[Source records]
Start of Block

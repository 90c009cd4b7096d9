//! Runtime error types.

use thiserror::Error;

/// Errors that can occur while assembling or running the pipeline.
#[derive(Error, Debug)]
pub enum RuntimeError {
    /// Configuration loading or validation failed.
    #[error("Configuration error: {0}")]
    Config(#[from] crate::config::ConfigError),

    /// An adapter specification failed to construct.
    #[error("Specification error: {0}")]
    Spec(#[from] conflux_core::error::SpecError),

    /// The builder was not given a configuration sink.
    #[error("No configuration sink was provided")]
    MissingSink,
}

/// Result type for runtime operations.
pub type RuntimeResult<T> = Result<T, RuntimeError>;
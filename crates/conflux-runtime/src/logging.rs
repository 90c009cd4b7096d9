//! Logging setup for the Conflux runtime.
//!
//! Unified `tracing` + `tracing-subscriber` initialization, driven by the
//! runtime configuration.
//!
//! ```rust,ignore
//! use conflux_runtime::{config::load_config, logging};
//!
//! let config = load_config()?;
//! logging::init_from_config(&config.logging);
//! ```

use tracing_subscriber::util::TryInitError;
use tracing_subscriber::{EnvFilter, fmt, prelude::*};

use crate::config::schema::{LogFormat, LoggingConfig};

/// Initialize logging from a [`LoggingConfig`].
///
/// Safe to call more than once; a subscriber that is already installed
/// wins.
pub fn init_from_config(config: &LoggingConfig) {
    let _ = LoggingBuilder::from_config(config).try_init();
}

/// A builder for configuring logging by hand.
///
/// ```rust,ignore
/// use conflux_runtime::logging::LoggingBuilder;
///
/// LoggingBuilder::new()
///     .level(tracing::Level::DEBUG)
///     .directive("conflux_runtime=trace")
///     .init();
/// ```
#[derive(Default)]
pub struct LoggingBuilder {
    level: Option<tracing::Level>,
    directives: Vec<String>,
    format: LogFormat,
}

impl LoggingBuilder {
    /// Creates a new logging builder.
    pub fn new() -> Self {
        Self::default()
    }

    /// Creates a builder from a [`LoggingConfig`].
    pub fn from_config(config: &LoggingConfig) -> Self {
        let mut builder = Self::new();
        builder.level = Some(config.level.to_tracing_level());
        builder.format = config.format;
        for (module, level) in &config.filters {
            builder.directives.push(format!("{module}={}", level.as_str()));
        }
        builder
    }

    /// Sets the base log level.
    pub fn level(mut self, level: tracing::Level) -> Self {
        self.level = Some(level);
        self
    }

    /// Adds a filter directive (e.g. `conflux_core=debug`).
    pub fn directive(mut self, directive: impl Into<String>) -> Self {
        self.directives.push(directive.into());
        self
    }

    /// Sets the output format.
    pub fn format(mut self, format: LogFormat) -> Self {
        self.format = format;
        self
    }

    fn build_filter(&self) -> EnvFilter {
        let base_level = self.level.unwrap_or(tracing::Level::INFO);
        let base_filter = base_level.to_string().to_lowercase();

        // RUST_LOG wins over configured levels
        let mut filter =
            EnvFilter::try_from_default_env().unwrap_or_else(|_| EnvFilter::new(&base_filter));
        for directive in &self.directives {
            if let Ok(d) = directive.parse() {
                filter = filter.add_directive(d);
            }
        }
        filter
    }

    /// Initialize the logging system.
    pub fn init(self) {
        let _ = self.try_init();
    }

    /// Try to initialize the logging system, returning an error on failure.
    pub fn try_init(self) -> Result<(), TryInitError> {
        let filter = self.build_filter();
        let registry = tracing_subscriber::registry().with(filter);

        match self.format {
            LogFormat::Compact => registry.with(fmt::layer().compact()).try_init(),
            LogFormat::Full => registry.with(fmt::layer()).try_init(),
            LogFormat::Pretty => registry.with(fmt::layer().pretty()).try_init(),
            #[cfg(feature = "json-log")]
            LogFormat::Json => registry.with(fmt::layer().json()).try_init(),
        }
    }
}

End of Block

*Aim of the exercise*
Print all the entries above. Keep each one exact.

*Response to this task*
repository 90c009cd4b7096d9
//! Runtime error types.

use thiserror::Error;

/// Errors that can occur while assembling or running the pipeline.
#[derive(Error, Debug)]
pub enum RuntimeError {
    /// Configuration loading or validation failed.
    #[error("Configuration error: {0}")]
    Config(#[from] crate::config::ConfigError),

    /// An adapter specification failed to construct.
    #[error("Specification error: {0}")]
    Spec(#[from] conflux_core::error::SpecError),

    /// The builder was not given a configuration sink.
    #[error("No configuration sink was provided")]
    MissingSink,
}

/// Result type for runtime operations.
pub type RuntimeResult<T> = Result<T, RuntimeError>;
filename crates/conflux-runtime/src/logging.rs
repository 90c009cd4b7096d9
//! Logging setup for the Conflux runtime.
//!
//! Unified `tracing` + `tracing-subscriber` initialization, driven by the
//! runtime configuration.
//!
//! ```rust,ignore
//! use conflux_runtime::{config::load_config, logging};
//!
//! let config = load_config()?;
//! logging::init_from_config(&config.logging);
//! ```

use tracing_subscriber::util::TryInitError;
use tracing_subscriber::{EnvFilter, fmt, prelude::*};

use crate::config::schema::{LogFormat, LoggingConfig};

/// Initialize logging from a [`LoggingConfig`].
///
/// Safe to call more than once; a subscriber that is already installed
/// wins.
pub fn init_from_config(config: &LoggingConfig) {
    let _ = LoggingBuilder::from_config(config).try_init();
}

/// A builder for configuring logging by hand.
///
/// ```rust,ignore
/// use conflux_runtime::logging::LoggingBuilder;
///
/// LoggingBuilder::new()
///     .level(tracing::Level::DEBUG)
///     .directive("conflux_runtime=trace")
///     .init();
/// ```
#[derive(Default)]
pub struct LoggingBuilder {
    level: Option<tracing::Level>,
    directives: Vec<String>,
    format: LogFormat,
}

impl LoggingBuilder {
    /// Creates a new logging builder.
    pub fn new() -> Self {
        Self::default()
    }

    /// Creates a builder from a [`LoggingConfig`].
    pub fn from_config(config: &LoggingConfig) -> Self {
        let mut builder = Self::new();
        builder.level = Some(config.level.to_tracing_level());
        builder.format = config.format;
        for (module, level) in &config.filters {
            builder.directives.push(format!("{module}={}", level.as_str()));
        }
        builder
    }

    /// Sets the base log level.
    pub fn level(mut self, level: tracing::Level) -> Self {
        self.level = Some(level);
        self
    }

    /// Adds a filter directive (e.g. `conflux_core=debug`).
    pub fn directive(mut self, directive: impl Into<String>) -> Self {
        self.directives.push(directive.into());
        self
    }

    /// Sets the output format.
    pub fn format(mut self, format: LogFormat) -> Self {
        self.format = format;
        self
    }

    fn build_filter(&self) -> EnvFilter {
        let base_level = self.level.unwrap_or(tracing::Level::INFO);
        let base_filter = base_level.to_string().to_lowercase();

        // RUST_LOG wins over configured levels
        let mut filter =
            EnvFilter::try_from_default_env().unwrap_or_else(|_| EnvFilter::new(&base_filter));
        for directive in &self.directives {
            if let Ok(d) = directive.parse() {
                filter = filter.add_directive(d);
            }
        }
        filter
    }

    /// Initialize the logging system.
    pub fn init(self) {
        let _ = self.try_init();
    }

    /// Try to initialize the logging system, returning an error on failure.
    pub fn try_init(self) -> Result<(), TryInitError> {
        let filter = self.build_filter();
        let registry = tracing_subscriber::registry().with(filter);

        match self.format {
            LogFormat::Compact => registry.with(fmt::layer().compact()).try_init(),
            LogFormat::Full => registry.with(fmt::layer()).try_init(),
            LogFormat::Pretty => registry.with(fmt::layer().pretty()).try_init(),
            #[cfg(feature = "json-log")]
            LogFormat::Json => registry.with(fmt::layer().json()).try_init(),
        }
    }
}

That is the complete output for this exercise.